#[cfg(test)]
mod tests {
    use super::*;
    use crate::motor::transport::mock::MockTransport;

    const ID: u8 = 0x0A;

    /// Link over a mock whose 12 config slots answer with `slots`
    fn link_with_config(slots: [u8; 12]) -> (MotorLink<MockTransport>, MockTransport) {
        let mock = MockTransport::new();
        mock.inject_reply(&slots);
        let link = MotorLink::with_transport(mock.clone(), ID, true).unwrap();
        mock.clear_writes();
        (link, mock)
    }

    fn set_config_writes(mock: &MockTransport) -> usize {
        mock.writes()
            .iter()
            .filter(|frame| frame.len() == 7 && frame[2] == (Command::SetConfigParam as u8 ^ 0x80))
            .count()
    }

    #[test]
    fn test_init_sends_autobaud_and_reads_config() {
        let mock = MockTransport::new();
        mock.inject_reply(&[ID, 0, 1, 0, 0, 0, 0, 0, 20, 20, 4, 4]);
        let link = MotorLink::with_transport(mock.clone(), ID, true).unwrap();

        let writes = mock.writes();
        assert_eq!(writes[0], vec![0xAA]);
        assert_eq!(writes.len(), 13);
        assert_eq!(writes[2], vec![0xAA, ID, 0x83, 1]);
        assert_eq!(link.config().get(ConfigParam::DeviceId), Some(ID));
        assert_eq!(link.config().get(ConfigParam::M1CurrentLimitDiv2), Some(20));
        assert_eq!(link.device_id(), ID);
    }

    #[test]
    fn test_init_tolerates_silent_controller() {
        let mock = MockTransport::new();
        let link = MotorLink::with_transport(mock.clone(), ID, true).unwrap();
        assert!(link.config().iter().all(|(_, value)| value.is_none()));
    }

    #[test]
    fn test_set_speed_sends_left_then_right() {
        let (mut link, mock) = link_with_config([0; 12]);
        link.set_speed(Speed::new(-100), Speed::new(50)).unwrap();

        let writes = mock.writes();
        assert_eq!(writes.len(), 2);
        assert_eq!(writes[0], vec![0xAA, ID, 0x8A, 100]);
        assert_eq!(writes[1], vec![0xAA, ID, 0x8C, 50]);
    }

    #[test]
    fn test_set_speed_propagates_write_failure() {
        let (mut link, mock) = link_with_config([0; 12]);
        mock.set_fail_writes(true);
        let result = link.set_speed(Speed::new(10), Speed::new(10));
        assert!(matches!(result, Err(QikError::Transmit(_))));
    }

    #[test]
    fn test_stop_all_swallows_write_failure() {
        let (mut link, mock) = link_with_config([0; 12]);
        mock.set_fail_writes(true);
        link.stop_all();

        mock.set_fail_writes(false);
        link.stop_all();
        let writes = mock.writes();
        assert_eq!(writes, vec![vec![0xAA, ID, 0x88, 0], vec![0xAA, ID, 0x8C, 0]]);
    }

    #[test]
    fn test_requests_clear_input_first() {
        let (mut link, mock) = link_with_config([0; 12]);
        let before = mock.input_clears();
        mock.inject_reply(&[2]);
        assert_eq!(link.get_firmware_version().unwrap(), vec![2]);
        assert_eq!(mock.input_clears(), before + 1);
    }

    #[test]
    fn test_missing_reply_is_timeout() {
        let (mut link, _mock) = link_with_config([0; 12]);
        assert!(matches!(
            link.get_error_byte(),
            Err(QikError::Timeout { expected: 1, received: 0, .. })
        ));
    }

    #[test]
    fn test_read_faults_decodes_error_byte() {
        let (mut link, mock) = link_with_config([0; 12]);
        mock.inject_reply(&[0x10]);
        assert_eq!(link.read_faults().unwrap(), vec![ControllerFault::FrameError]);
    }

    #[test]
    fn test_set_config_param_writes_once() {
        let (mut link, mock) = link_with_config([0; 12]);

        // First call: controller reports 0, write goes out and is accepted
        mock.inject_reply(&[0, 0]);
        assert!(link.set_config_param(1, 5).unwrap());
        assert_eq!(link.config().get(ConfigParam::PwmParameter), Some(5));

        // Second call: controller now reports 5, nothing to write
        mock.inject_reply(&[5]);
        assert!(!link.set_config_param(1, 5).unwrap());

        assert_eq!(set_config_writes(&mock), 1);
        assert_eq!(mock.writes()[1], vec![0xAA, ID, 0x84, 1, 5, 0x55, 0x2A]);
    }

    #[test]
    fn test_set_config_param_uses_cache_when_read_times_out() {
        let (mut link, mock) = link_with_config([0, 5, 0, 0, 0, 0, 0, 0, 0, 0, 0, 0]);
        assert!(!link.set_config_param(1, 5).unwrap());
        assert_eq!(set_config_writes(&mock), 0);
    }

    #[test]
    fn test_set_config_param_rejected_keeps_cache() {
        let (mut link, mock) = link_with_config([0; 12]);
        mock.inject_reply(&[0, 2]);
        assert!(matches!(
            link.set_config_param(3, 200),
            Err(QikError::ConfigRejected { param: 3, .. })
        ));
        assert_eq!(link.config().get(ConfigParam::SerialTimeout), Some(0));
    }

    #[test]
    fn test_config_param_out_of_range() {
        let (mut link, mock) = link_with_config([0; 12]);
        assert!(matches!(link.get_config_param(12), Err(QikError::Validation(_))));
        assert!(mock.writes().is_empty());
    }

    #[test]
    fn test_current_limit_conversion() {
        let (mut link, mock) = link_with_config([0; 12]);
        mock.inject_reply(&[0, 0]);
        assert!(link.set_current_limit(1, 6.0).unwrap());
        assert_eq!(link.config().get(ConfigParam::M1CurrentLimitDiv2), Some(20));
        assert!(matches!(link.set_current_limit(2, 6.0), Err(QikError::Validation(_))));
        assert_eq!(mock.writes().len(), 2);
    }

    #[test]
    fn test_coast_frames() {
        let (mut link, mock) = link_with_config([0; 12]);
        link.coast(1).unwrap();
        assert_eq!(mock.writes(), vec![vec![0xAA, ID, 0x87]]);
        assert!(link.coast(3).is_err());
    }

    #[test]
    fn test_drop_stops_motors() {
        let (link, mock) = link_with_config([0; 12]);
        drop(link);
        let writes = mock.writes();
        assert_eq!(writes.len(), 2);
        assert!(writes.iter().all(|frame| frame[3] == 0));
    }

    #[test]
    fn test_motor_current_request() {
        let (mut link, mock) = link_with_config([0; 12]);
        mock.inject_reply(&[42]);
        assert_eq!(link.get_motor_current(MOTOR_LEFT).unwrap(), 42);
        mock.inject_reply(&[7]);
        assert_eq!(link.get_motor_current(MOTOR_RIGHT).unwrap(), 7);
        assert_eq!(mock.writes(), vec![vec![0xAA, ID, 0x90], vec![0xAA, ID, 0x91]]);

        assert!(matches!(link.get_motor_current(2), Err(QikError::Validation(_))));
        assert!(matches!(
            link.get_motor_current(MOTOR_LEFT),
            Err(QikError::Timeout { .. })
        ));
    }

    #[test]
    fn test_startup_self_check_survives_silent_controller() {
        let mock = MockTransport::new();
        let mut link = MotorLink::with_transport(mock.clone(), ID, true).unwrap();
        mock.clear_writes();

        startup_self_check(&mut link);

        // Every write was still attempted: PWM mode, then both current limits
        let writes: Vec<Vec<u8>> = mock
            .writes()
            .into_iter()
            .filter(|frame| frame.len() == 7)
            .collect();
        assert_eq!(
            writes,
            vec![
                vec![0xAA, ID, 0x84, 1, 0, 0x55, 0x2A],
                vec![0xAA, ID, 0x84, 8, 20, 0x55, 0x2A],
                vec![0xAA, ID, 0x84, 9, 20, 0x55, 0x2A],
            ]
        );
        assert!(link.config().iter().all(|(_, value)| value.is_none()));
    }
}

> Exercise prompt: Leaving every word in place, output the whole listing above.

> Exercise answer:
#[cfg(test)]
mod tests {
    use super::*;
    use crate::motor::transport::mock::MockTransport;

    const ID: u8 = 0x0A;

    /// Link over a mock whose 12 config slots answer with `slots`
    fn link_with_config(slots: [u8; 12]) -> (MotorLink<MockTransport>, MockTransport) {
        let mock = MockTransport::new();
        mock.inject_reply(&slots);
        let link = MotorLink::with_transport(mock.clone(), ID, true).unwrap();
        mock.clear_writes();
        (link, mock)
    }

    fn set_config_writes(mock: &MockTransport) -> usize {
        mock.writes()
            .iter()
            .filter(|frame| frame.len() == 7 && frame[2] == (Command::SetConfigParam as u8 ^ 0x80))
            .count()
    }

    #[test]
    fn test_init_sends_autobaud_and_reads_config() {
        let mock = MockTransport::new();
        mock.inject_reply(&[ID, 0, 1, 0, 0, 0, 0, 0, 20, 20, 4, 4]);
        let link = MotorLink::with_transport(mock.clone(), ID, true).unwrap();

        let writes = mock.writes();
        assert_eq!(writes[0], vec![0xAA]);
        assert_eq!(writes.len(), 13);
        assert_eq!(writes[2], vec![0xAA, ID, 0x83, 1]);
        assert_eq!(link.config().get(ConfigParam::DeviceId), Some(ID));
        assert_eq!(link.config().get(ConfigParam::M1CurrentLimitDiv2), Some(20));
        assert_eq!(link.device_id(), ID);
    }

    #[test]
    fn test_init_tolerates_silent_controller() {
        let mock = MockTransport::new();
        let link = MotorLink::with_transport(mock.clone(), ID, true).unwrap();
        assert!(link.config().iter().all(|(_, value)| value.is_none()));
    }

    #[test]
    fn test_set_speed_sends_left_then_right() {
        let (mut link, mock) = link_with_config([0; 12]);
        link.set_speed(Speed::new(-100), Speed::new(50)).unwrap();

        let writes = mock.writes();
        assert_eq!(writes.len(), 2);
        assert_eq!(writes[0], vec![0xAA, ID, 0x8A, 100]);
        assert_eq!(writes[1], vec![0xAA, ID, 0x8C, 50]);
    }

    #[test]
    fn test_set_speed_propagates_write_failure() {
        let (mut link, mock) = link_with_config([0; 12]);
        mock.set_fail_writes(true);
        let result = link.set_speed(Speed::new(10), Speed::new(10));
        assert!(matches!(result, Err(QikError::Transmit(_))));
    }

    #[test]
    fn test_stop_all_swallows_write_failure() {
        let (mut link, mock) = link_with_config([0; 12]);
        mock.set_fail_writes(true);
        link.stop_all();

        mock.set_fail_writes(false);
        link.stop_all();
        let writes = mock.writes();
        assert_eq!(writes, vec![vec![0xAA, ID, 0x88, 0], vec![0xAA, ID, 0x8C, 0]]);
    }

    #[test]
    fn test_requests_clear_input_first() {
        let (mut link, mock) = link_with_config([0; 12]);
        let before = mock.input_clears();
        mock.inject_reply(&[2]);
        assert_eq!(link.get_firmware_version().unwrap(), vec![2]);
        assert_eq!(mock.input_clears(), before + 1);
    }

    #[test]
    fn test_missing_reply_is_timeout() {
        let (mut link, _mock) = link_with_config([0; 12]);
        assert!(matches!(
            link.get_error_byte(),
            Err(QikError::Timeout { expected: 1, received: 0, .. })
        ));
    }

    #[test]
    fn test_read_faults_decodes_error_byte() {
        let (mut link, mock) = link_with_config([0; 12]);
        mock.inject_reply(&[0x10]);
        assert_eq!(link.read_faults().unwrap(), vec![ControllerFault::FrameError]);
    }

    #[test]
    fn test_set_config_param_writes_once() {
        let (mut link, mock) = link_with_config([0; 12]);

        // First call: controller reports 0, write goes out and is accepted
        mock.inject_reply(&[0, 0]);
        assert!(link.set_config_param(1, 5).unwrap());
        assert_eq!(link.config().get(ConfigParam::PwmParameter), Some(5));

        // Second call: controller now reports 5, nothing to write
        mock.inject_reply(&[5]);
        assert!(!link.set_config_param(1, 5).unwrap());

        assert_eq!(set_config_writes(&mock), 1);
        assert_eq!(mock.writes()[1], vec![0xAA, ID, 0x84, 1, 5, 0x55, 0x2A]);
    }

    #[test]
    fn test_set_config_param_uses_cache_when_read_times_out() {
        let (mut link, mock) = link_with_config([0, 5, 0, 0, 0, 0, 0, 0, 0, 0, 0, 0]);
        assert!(!link.set_config_param(1, 5).unwrap());
        assert_eq!(set_config_writes(&mock), 0);
    }

    #[test]
    fn test_set_config_param_rejected_keeps_cache() {
        let (mut link, mock) = link_with_config([0; 12]);
        mock.inject_reply(&[0, 2]);
        assert!(matches!(
            link.set_config_param(3, 200),
            Err(QikError::ConfigRejected { param: 3, .. })
        ));
        assert_eq!(link.config().get(ConfigParam::SerialTimeout), Some(0));
    }

    #[test]
    fn test_config_param_out_of_range() {
        let (mut link, mock) = link_with_config([0; 12]);
        assert!(matches!(link.get_config_param(12), Err(QikError::Validation(_))));
        assert!(mock.writes().is_empty());
    }

    #[test]
    fn test_current_limit_conversion() {
        let (mut link, mock) = link_with_config([0; 12]);
        mock.inject_reply(&[0, 0]);
        assert!(link.set_current_limit(1, 6.0).unwrap());
        assert_eq!(link.config().get(ConfigParam::M1CurrentLimitDiv2), Some(20));
        assert!(matches!(link.set_current_limit(2, 6.0), Err(QikError::Validation(_))));
        assert_eq!(mock.writes().len(), 2);
    }

    #[test]
    fn test_coast_frames() {
        let (mut link, mock) = link_with_config([0; 12]);
        link.coast(1).unwrap();
        assert_eq!(mock.writes(), vec![vec![0xAA, ID, 0x87]]);
        assert!(link.coast(3).is_err());
    }

    #[test]
    fn test_drop_stops_motors() {
        let (link, mock) = link_with_config([0; 12]);
        drop(link);
        let writes = mock.writes();
        assert_eq!(writes.len(), 2);
        assert!(writes.iter().all(|frame| frame[3] == 0));
    }

    #[test]
    fn test_motor_current_request() {
        let (mut link, mock) = link_with_config([0; 12]);
        mock.inject_reply(&[42]);
        assert_eq!(link.get_motor_current(MOTOR_LEFT).unwrap(), 42);
        mock.inject_reply(&[7]);
        assert_eq!(link.get_motor_current(MOTOR_RIGHT).unwrap(), 7);
        assert_eq!(mock.writes(), vec![vec![0xAA, ID, 0x90], vec![0xAA, ID, 0x91]]);

        assert!(matches!(link.get_motor_current(2), Err(QikError::Validation(_))));
        assert!(matches!(
            link.get_motor_current(MOTOR_LEFT),
            Err(QikError::Timeout { .. })
        ));
    }

    #[test]
    fn test_startup_self_check_survives_silent_controller() {
        let mock = MockTransport::new();
        let mut link = MotorLink::with_transport(mock.clone(), ID, true).unwrap();
        mock.clear_writes();

        startup_self_check(&mut link);

        // Every write was still attempted: PWM mode, then both current limits
        let writes: Vec<Vec<u8>> = mock
            .writes()
            .into_iter()
            .filter(|frame| frame.len() == 7)
            .collect();
        assert_eq!(
            writes,
            vec![
                vec![0xAA, ID, 0x84, 1, 0, 0x55, 0x2A],
                vec![0xAA, ID, 0x84, 8, 20, 0x55, 0x2A],
                vec![0xAA, ID, 0x84, 9, 20, 0x55, 0x2A],
            ]
        );
        assert!(link.config().iter().all(|(_, value)| value.is_none()));
    }
}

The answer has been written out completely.